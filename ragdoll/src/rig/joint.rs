//! # 关节绑定
//!
//! - 布娃娃关节：锥形-扭转约束，创建后始终启用
//! - 抓取约束：光标与部件之间的点对点约束，创建时禁用

use super::config::JointSpec;
use super::engine::{ConeTwistDesc, ConstraintHandle, PhysicsEngine, RigidBodyHandle};
use super::error::RigResult;
use bevy::math::Vec3;

/// 在父子刚体之间绑定锥形-扭转关节
///
/// `pivot_a` 位于父部件坐标系，`pivot_b` 位于子部件坐标系。
/// 关节在运行期间不会被禁用。
pub fn bind_joint(
    engine: &mut impl PhysicsEngine,
    parent: RigidBodyHandle,
    child: RigidBodyHandle,
    spec: &JointSpec,
) -> RigResult<ConstraintHandle> {
    let desc = ConeTwistDesc {
        pivot_a: spec.pivot_a,
        pivot_b: spec.pivot_b,
        axis_a: spec.axis_a,
        axis_b: spec.axis_b,
        cone_limit: spec.limits.cone,
        twist_limit: spec.limits.twist,
    };
    engine.create_cone_twist_constraint(parent, child, &desc)
}

/// 在光标和部件之间绑定抓取约束
///
/// 两端锚点都在各自刚体的原点；约束以禁用状态创建，
/// 之后由 [`GrabController`](super::grab::GrabController) 反复启用/禁用
pub fn bind_grab(
    engine: &mut impl PhysicsEngine,
    cursor: RigidBodyHandle,
    limb: RigidBodyHandle,
) -> RigResult<ConstraintHandle> {
    engine.create_point_to_point_constraint(cursor, limb, Vec3::ZERO, Vec3::ZERO)
}

/// 测量关节当前的摆动角（弧度）
///
/// 即父子两端扭转轴在世界坐标系中的夹角。任一刚体不存在时返回 `None`
pub fn joint_swing(
    engine: &impl PhysicsEngine,
    parent: RigidBodyHandle,
    child: RigidBodyHandle,
    spec: &JointSpec,
) -> Option<f32> {
    let parent_pose = engine.body_pose(parent)?;
    let child_pose = engine.body_pose(child)?;

    let axis_a = (parent_pose.rotation * spec.axis_a).normalize();
    let axis_b = (child_pose.rotation * spec.axis_b).normalize();
    Some(axis_a.dot(axis_b).clamp(-1.0, 1.0).acos())
}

(Requirement) If a line in the entries above contains the word "normalize", copy it.

(Your response)
    let axis_a = (parent_pose.rotation * spec.axis_a).normalize();
    let axis_b = (child_pose.rotation * spec.axis_b).normalize();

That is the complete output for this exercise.